Each line of the material should be output exactly as shown.

((

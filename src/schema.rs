//! Wire layout of a submission: the twelve field keys every backend shares
//! and how each backend spells tri-state answers.

use crate::models::{Choice, Day, RsvpSubmission};

pub const FIELD_KEYS: [&str; 12] = [
    "name",
    "email",
    "partner",
    "partnerName",
    "partnerEmail",
    "friday",
    "saturday",
    "sunday",
    "dietary",
    "kids",
    "nannies",
    "comments",
];

/// Header row the spreadsheet script writes on first use, timestamp first.
pub const SHEET_HEADERS: [&str; 13] = [
    "Timestamp",
    "Name",
    "Email",
    "Has Partner",
    "Partner Name",
    "Partner Email",
    "Friday Attendance",
    "Saturday Attendance",
    "Sunday Attendance",
    "Dietary Requirements",
    "Number of Children",
    "Nanny Services",
    "Additional Comments",
];

#[derive(Debug, Clone, Copy, PartialEq, Eq)]
pub struct Spelling {
    pub yes: &'static str,
    pub no: &'static str,
    pub unset: &'static str,
}

impl Spelling {
    pub fn spell(&self, choice: Choice) -> &'static str {
        match choice {
            Choice::Yes => self.yes,
            Choice::No => self.no,
            Choice::Unset => self.unset,
        }
    }
}

#[derive(Debug, Clone, Copy, PartialEq, Eq)]
pub struct Vocabulary {
    pub partner: Spelling,
    pub attendance: Spelling,
    pub nannies: Spelling,
}

/// Spreadsheet script and forms service.
pub const PLAIN: Vocabulary = Vocabulary {
    partner: Spelling {
        yes: "yes",
        no: "no",
        unset: "no",
    },
    attendance: Spelling {
        yes: "yes",
        no: "no",
        unset: "not selected",
    },
    nannies: Spelling {
        yes: "yes",
        no: "no",
        unset: "not selected",
    },
};

/// Option labels of the prefilled external form.
pub const EXTERNAL_FORM: Vocabulary = Vocabulary {
    partner: Spelling {
        yes: "Yes",
        no: "No",
        unset: "No",
    },
    attendance: Spelling {
        yes: "Attending",
        no: "Not Attending",
        unset: "Not Attending",
    },
    nannies: Spelling {
        yes: "Yes",
        no: "No",
        unset: "No",
    },
};

/// All twelve fields in `FIELD_KEYS` order, spelled for one backend.
pub fn fields(rsvp: &RsvpSubmission, vocabulary: &Vocabulary) -> Vec<(&'static str, String)> {
    let partner = if rsvp.has_partner() {
        Choice::Yes
    } else {
        Choice::No
    };
    let (partner_name, partner_email) = match rsvp.partner() {
        Some(p) => (p.name.clone(), p.email.clone()),
        None => (String::new(), String::new()),
    };
    let day = |d: Day| vocabulary.attendance.spell(rsvp.attendance(d)).to_string();

    let values = [
        rsvp.name().to_string(),
        rsvp.email().to_string(),
        vocabulary.partner.spell(partner).to_string(),
        partner_name,
        partner_email,
        day(Day::Friday),
        day(Day::Saturday),
        day(Day::Sunday),
        rsvp.dietary().to_string(),
        rsvp.kids().to_string(),
        vocabulary.nannies.spell(rsvp.nannies()).to_string(),
        rsvp.comments().to_string(),
    ];
    FIELD_KEYS.into_iter().zip(values).collect()
}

))

Exercise solution:
filename src/schema.rs
//! Wire layout of a submission: the twelve field keys every backend shares
//! and how each backend spells tri-state answers.

use crate::models::{Choice, Day, RsvpSubmission};

pub const FIELD_KEYS: [&str; 12] = [
    "name",
    "email",
    "partner",
    "partnerName",
    "partnerEmail",
    "friday",
    "saturday",
    "sunday",
    "dietary",
    "kids",
    "nannies",
    "comments",
];

/// Header row the spreadsheet script writes on first use, timestamp first.
pub const SHEET_HEADERS: [&str; 13] = [
    "Timestamp",
    "Name",
    "Email",
    "Has Partner",
    "Partner Name",
    "Partner Email",
    "Friday Attendance",
    "Saturday Attendance",
    "Sunday Attendance",
    "Dietary Requirements",
    "Number of Children",
    "Nanny Services",
    "Additional Comments",
];

#[derive(Debug, Clone, Copy, PartialEq, Eq)]
pub struct Spelling {
    pub yes: &'static str,
    pub no: &'static str,
    pub unset: &'static str,
}

impl Spelling {
    pub fn spell(&self, choice: Choice) -> &'static str {
        match choice {
            Choice::Yes => self.yes,
            Choice::No => self.no,
            Choice::Unset => self.unset,
        }
    }
}

#[derive(Debug, Clone, Copy, PartialEq, Eq)]
pub struct Vocabulary {
    pub partner: Spelling,
    pub attendance: Spelling,
    pub nannies: Spelling,
}

/// Spreadsheet script and forms service.
pub const PLAIN: Vocabulary = Vocabulary {
    partner: Spelling {
        yes: "yes",
        no: "no",
        unset: "no",
    },
    attendance: Spelling {
        yes: "yes",
        no: "no",
        unset: "not selected",
    },
    nannies: Spelling {
        yes: "yes",
        no: "no",
        unset: "not selected",
    },
};

/// Option labels of the prefilled external form.
pub const EXTERNAL_FORM: Vocabulary = Vocabulary {
    partner: Spelling {
        yes: "Yes",
        no: "No",
        unset: "No",
    },
    attendance: Spelling {
        yes: "Attending",
        no: "Not Attending",
        unset: "Not Attending",
    },
    nannies: Spelling {
        yes: "Yes",
        no: "No",
        unset: "No",
    },
};

/// All twelve fields in `FIELD_KEYS` order, spelled for one backend.
pub fn fields(rsvp: &RsvpSubmission, vocabulary: &Vocabulary) -> Vec<(&'static str, String)> {
    let partner = if rsvp.has_partner() {
        Choice::Yes
    } else {
        Choice::No
    };
    let (partner_name, partner_email) = match rsvp.partner() {
        Some(p) => (p.name.clone(), p.email.clone()),
        None => (String::new(), String::new()),
    };
    let day = |d: Day| vocabulary.attendance.spell(rsvp.attendance(d)).to_string();

    let values = [
        rsvp.name().to_string(),
        rsvp.email().to_string(),
        vocabulary.partner.spell(partner).to_string(),
        partner_name,
        partner_email,
        day(Day::Friday),
        day(Day::Saturday),
        day(Day::Sunday),
        rsvp.dietary().to_string(),
        rsvp.kids().to_string(),
        vocabulary.nannies.spell(rsvp.nannies()).to_string(),
        rsvp.comments().to_string(),
    ];
    FIELD_KEYS.into_iter().zip(values).collect()
}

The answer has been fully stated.